My Ideas are my Property

Featured on : Il Giornale dell’Architettura, 25th April 2015

The article was written following the dispute between David Chipperfield and the ‘Comune di Milano’ about the MUDEC project – Città delle Culture museum – recently opened after 15 years of work. The architect has eventually decided to remove his name from the building thus not recognizing himself as the author of the project. The reason of such a drastic decision has been triggered by a Viterbo basalt stone pavement required by Chipperfield’s design specifications replaced during the construction process by a lower quality Etna lava stone. According to the architect such a change has led to a final result unworthy to bear his name.

‘No creator was prompted by a desire to please hi brothers. His brothers hated the gift he offered. His truth was his only motive. His work was his only goal. His work, not those who used it. His creation, not the benefits others derived from it, the creation which gave form to his truth. He held his truth above all things and against all men. He went ahead whether others agreed with him or not with his integrity as his only banner’.

[ The Fountainhead, film, 1949 ]

 

‘‘ Well, sir, if you think of all those illusions that mean nothing to you now, of all those things which don’t even ‘seem’ to you to exist any more, while once they ‘were’ for you, don’t you feel that – I won’t say these boards – but the very earth under your feet is sinking away from you when you reflect that in the same way this ‘you’ as you feel it today – all this present reality of yours – is fated to seem a mere illusion to you tomorrow? ’’.

[ Luigi Pirandello, Six characters in search of an author, 1921 ]

There are characters whose story is born from someone’s hand; characters that have defined qualities, drawings of faces and impressions of personality that remain illusions – or intangible ideas – if a reader does not make them a reality or what appears as such.

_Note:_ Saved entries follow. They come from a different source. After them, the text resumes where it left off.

use axum::{
    body::Bytes,
    extract::State,
    http::StatusCode,
    response::{IntoResponse, Json, Response},
    routing::{get, post},
    Router,
};
use serde_json::Value;
use std::sync::Arc;

use rolechat_llm_api::{complete_for_role, LlmClient};
use rolechat_models::{ChatMessage, CompletionReply, ErrorBody};
use rolechat_types::ChatRole;

/// Application state shared across routes
#[derive(Clone)]
pub struct AppState {
    pub client: Arc<dyn LlmClient>,
    pub model: String,
}

/// Create router with all routes
pub fn create_router(state: AppState) -> Router {
    Router::new()
        .route("/api/chat", post(chat))
        .route("/api/health", get(health))
        .with_state(state)
}

/// POST /api/chat - Generate the assistant reply for a transcript
///
/// The body is read raw so that a missing or non-array `messages` field can be
/// told apart from a body that is not JSON at all.
async fn chat(State(state): State<AppState>, body: Bytes) -> Result<Json<CompletionReply>, AppError> {
    let payload: Value = serde_json::from_slice(&body)
        .map_err(|e| AppError::Generation(anyhow::anyhow!("Request body is not JSON: {}", e)))?;

    let messages = match payload.get("messages") {
        Some(messages @ Value::Array(_)) => messages.clone(),
        _ => return Err(AppError::InvalidMessages),
    };
    let role = ChatRole::from_name_or_default(payload.get("role").and_then(Value::as_str).unwrap_or_default());

    let messages: Vec<ChatMessage> = serde_json::from_value(messages)
        .map_err(|e| AppError::Generation(anyhow::anyhow!("Malformed message entry: {}", e)))?;

    log::info!("POST /api/chat ({} messages, role {})", messages.len(), role);

    let content = complete_for_role(state.client.as_ref(), role, &messages)
        .await
        .map_err(AppError::Generation)?;

    Ok(Json(CompletionReply { content }))
}

/// GET /api/health - Liveness check
async fn health(State(state): State<AppState>) -> Json<Value> {
    Json(serde_json::json!({
        "status": "ok",
        "model": state.model,
    }))
}

/// Error handling
enum AppError {
    InvalidMessages,
    Generation(anyhow::Error),
}

impl IntoResponse for AppError {
    fn into_response(self) -> Response {
        let (status, message) = match self {
            AppError::InvalidMessages => (StatusCode::BAD_REQUEST, "Invalid messages format"),
            AppError::Generation(err) => {
                log::error!("Chat API error: {:#}", err);
                (StatusCode::INTERNAL_SERVER_ERROR, "Failed to generate response")
            }
        };

        (status, Json(ErrorBody::new(message))).into_response()
    }
}

#[cfg(test)]
mod tests {
    use super::*;
    use async_trait::async_trait;
    use axum::body::Body;
    use axum::http::Request;
    use pretty_assertions::assert_eq;
    use serde_json::json;
    use std::sync::Mutex;
    use tower::ServiceExt;

    /// Replies with a fixed text (or fails) and records what it was sent
    struct FakeClient {
        reply: Option<String>,
        seen: Mutex<Vec<Vec<ChatMessage>>>,
    }

    impl FakeClient {
        fn replying(text: &str) -> Arc<Self> {
            Arc::new(Self {
                reply: Some(text.to_string()),
                seen: Mutex::new(Vec::new()),
            })
        }

        fn failing() -> Arc<Self> {
            Arc::new(Self {
                reply: None,
                seen: Mutex::new(Vec::new()),
            })
        }
    }

    #[async_trait]
    impl LlmClient for FakeClient {
        async fn chat_completion(&self, messages: &[ChatMessage]) -> anyhow::Result<String> {
            self.seen.lock().unwrap().push(messages.to_vec());
            self.reply.clone().ok_or_else(|| anyhow::anyhow!("upstream unavailable"))
        }
    }

    fn router(client: Arc<FakeClient>) -> Router {
        create_router(AppState {
            client,
            model: "test-model".to_string(),
        })
    }

    async fn post_chat(app: Router, body: &str) -> (StatusCode, Value) {
        let response = app
            .oneshot(
                Request::builder()
                    .method("POST")
                    .uri("/api/chat")
                    .header("content-type", "application/json")
                    .body(Body::from(body.to_string()))
                    .unwrap(),
            )
            .await
            .unwrap();
        let status = response.status();
        let bytes = axum::body::to_bytes(response.into_body(), usize::MAX).await.unwrap();
        (status, serde_json::from_slice(&bytes).unwrap())
    }

    #[tokio::test]
    async fn test_chat_returns_content() {
        let client = FakeClient::replying("Recursion is...");
        let body = json!({
            "messages": [{"role": "user", "content": "explain recursion"}],
            "role": "teacher"
        });

        let (status, reply) = post_chat(router(client.clone()), &body.to_string()).await;

        assert_eq!(status, StatusCode::OK);
        assert_eq!(reply, json!({"content": "Recursion is..."}));

        let seen = client.seen.lock().unwrap();
        assert_eq!(seen[0][0], ChatMessage::system(ChatRole::Teacher.system_prompt()));
        assert_eq!(seen[0][1], ChatMessage::user("explain recursion"));
    }

    #[tokio::test]
    async fn test_unknown_role_uses_assistant_prompt() {
        let client = FakeClient::replying("hi");
        let body = json!({"messages": [{"role": "user", "content": "hello"}], "role": "pirate"});

        let (status, _) = post_chat(router(client.clone()), &body.to_string()).await;

        assert_eq!(status, StatusCode::OK);
        let seen = client.seen.lock().unwrap();
        assert_eq!(seen[0][0].content, ChatRole::Assistant.system_prompt());
    }

    #[tokio::test]
    async fn test_missing_role_uses_assistant_prompt() {
        let client = FakeClient::replying("hi");
        let body = json!({"messages": []});

        let (status, _) = post_chat(router(client.clone()), &body.to_string()).await;

        assert_eq!(status, StatusCode::OK);
        assert_eq!(client.seen.lock().unwrap()[0].len(), 1);
    }

    #[tokio::test]
    async fn test_non_array_messages_is_bad_request() {
        for body in [json!({"role": "teacher"}), json!({"messages": "hello"}), json!({"messages": null})] {
            let client = FakeClient::replying("unused");
            let (status, reply) = post_chat(router(client.clone()), &body.to_string()).await;

            assert_eq!(status, StatusCode::BAD_REQUEST);
            assert_eq!(reply, json!({"error": "Invalid messages format"}));
            assert!(client.seen.lock().unwrap().is_empty());
        }
    }

    #[tokio::test]
    async fn test_upstream_failure_is_server_error() {
        let body = json!({"messages": [{"role": "user", "content": "hello"}], "role": "support"});

        let (status, reply) = post_chat(router(FakeClient::failing()), &body.to_string()).await;

        assert_eq!(status, StatusCode::INTERNAL_SERVER_ERROR);
        assert_eq!(reply, json!({"error": "Failed to generate response"}));
    }

    #[tokio::test]
    async fn test_unparseable_body_is_server_error() {
        let (status, reply) = post_chat(router(FakeClient::replying("unused")), "{not json").await;

        assert_eq!(status, StatusCode::INTERNAL_SERVER_ERROR);
        assert_eq!(reply, json!({"error": "Failed to generate response"}));
    }

    #[tokio::test]
    async fn test_health() {
        let response = router(FakeClient::replying("unused"))
            .oneshot(Request::builder().uri("/api/health").body(Body::empty()).unwrap())
            .await
            .unwrap();

        assert_eq!(response.status(), StatusCode::OK);
        let bytes = axum::body::to_bytes(response.into_body(), usize::MAX).await.unwrap();
        let body: Value = serde_json::from_slice(&bytes).unwrap();
        assert_eq!(body, json!({"status": "ok", "model": "test-model"}));
    }
}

In 1921 Luigi Pirandello shaped six characters that since then wander around the pages of a script; they all have a story and experience a drama that we grasp through the words of the author. They see their lives transformed and modified on a theatre stage by incapable actors who pretend to behave like them, but they never manage to be the same as them. What then is the limit that allows us to determine where an illusion ends and reality begins instead? What leads us to identify a boundary between mind and body?

If the world of ideas conceived by Plato as an ideal universe were only the random result of our imagination, and most of all if all that we believe real becomes as such exactly through the gesture of our actions, I wonder if a play might contain in itself the elements needed to clarify some doubts.

Imagine reading the script that Pirandello wrote several years ago, unaware that today I would have filled his writing with my thoughts and turning it into something that has never been before and probably never was intended to be. The script contains suggestions; a drawing of what actors will play, the way they will speak, the actions they will make and the clothes they will wear, but everything is only drafted; the script remains essentially unfinished if a reader does not enrich it with his own personal touch and decides eventually to put it on stage. What Pirandello did with his ‘Six characters in search of an author’ was to build a scene and a story, then at the end of the written pages, he left his pen on the desk in order to deliver to an unknown audience an ‘empty’ script whose essence lies in the action of someone else; in that performance that gives it life.

This makes me think that every architect – or spaces’ thinker – should have the task of designing a script and letting his Self not to be an indelible mark imprinted on the project, but rather a rapid disappearance. If the hand of the author struggles to break away from his work, every representation of the Six characters will look wrong as not conform to what the author has proposed in his writing. If Pirandello were to remove his name from any theatrical representation that does not faithfully follow the story he wrote, then we would no longer have the pleasure of attending any performance, but we would rather see the perpetual sorrowful scene of an ‘empty’ script on the desk of its author.